**Task description**
Within the records, how many lines hold the word "Quoted"? State that number alone.

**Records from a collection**
:::

use std::borrow::Cow;
use std::fmt;

use once_cell::sync::Lazy;
use serde::{Deserialize, Serialize};

use crate::helpers::{join_version, Quoted, UNKNOWN};
use crate::rule::SPIDER;

static OTHER: Lazy<Client> = Lazy::new(|| Client::new("Other", None, None, None));

/// Browser / client facet.
#[derive(Debug, Clone, PartialEq, Eq, Hash, Serialize, Deserialize)]
pub struct Client {
    pub family: String,
    pub major: Option<String>,
    pub minor: Option<String>,
    pub patch: Option<String>,
}

impl Client {
    pub fn new(
        family: impl Into<String>,
        major: Option<&str>,
        minor: Option<&str>,
        patch: Option<&str>,
    ) -> Self {
        Self {
            family: family.into(),
            major: major.map(str::to_owned),
            minor: minor.map(str::to_owned),
            patch: patch.map(str::to_owned),
        }
    }

    /// The facet returned when no rule matches.
    pub fn other() -> Self {
        OTHER.clone()
    }

    /// The facet for an empty User-Agent.
    pub fn spider() -> Self {
        Self::new(SPIDER, None, None, None)
    }

    pub fn is_spider(&self) -> bool {
        self.family.eq_ignore_ascii_case(SPIDER)
    }

    /// Family for display. A spider carries its name in the version slots.
    pub fn display_family(&self) -> Cow<'_, str> {
        if self.is_spider() {
            Cow::Owned(self.version_components(2))
        } else if self.family.is_empty() {
            Cow::Borrowed(UNKNOWN)
        } else {
            Cow::Borrowed(&self.family)
        }
    }

    /// `major.minor.patch`, empty for spiders.
    pub fn full_version(&self) -> String {
        if self.is_spider() {
            String::new()
        } else {
            self.version_components(3)
        }
    }

    /// `major.minor`, empty for spiders.
    pub fn short_version(&self) -> String {
        if self.is_spider() {
            String::new()
        } else {
            self.version_components(2)
        }
    }

    fn version_components(&self, depth: usize) -> String {
        let components = [
            self.major.as_deref(),
            self.minor.as_deref(),
            self.patch.as_deref(),
        ];
        join_version(&components[..depth]).unwrap_or_else(|| UNKNOWN.to_owned())
    }
}

impl fmt::Display for Client {
    fn fmt(&self, f: &mut fmt::Formatter<'_>) -> fmt::Result {
        write!(
            f,
            "{{family: {}, is_spider: {}, major: {}, minor: {}, patch: {}}}",
            Quoted(Some(&self.family)),
            self.is_spider(),
            Quoted(self.major.as_deref()),
            Quoted(self.minor.as_deref()),
            Quoted(self.patch.as_deref()),
        )
    }
}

:::

**Answer for this exercise**
5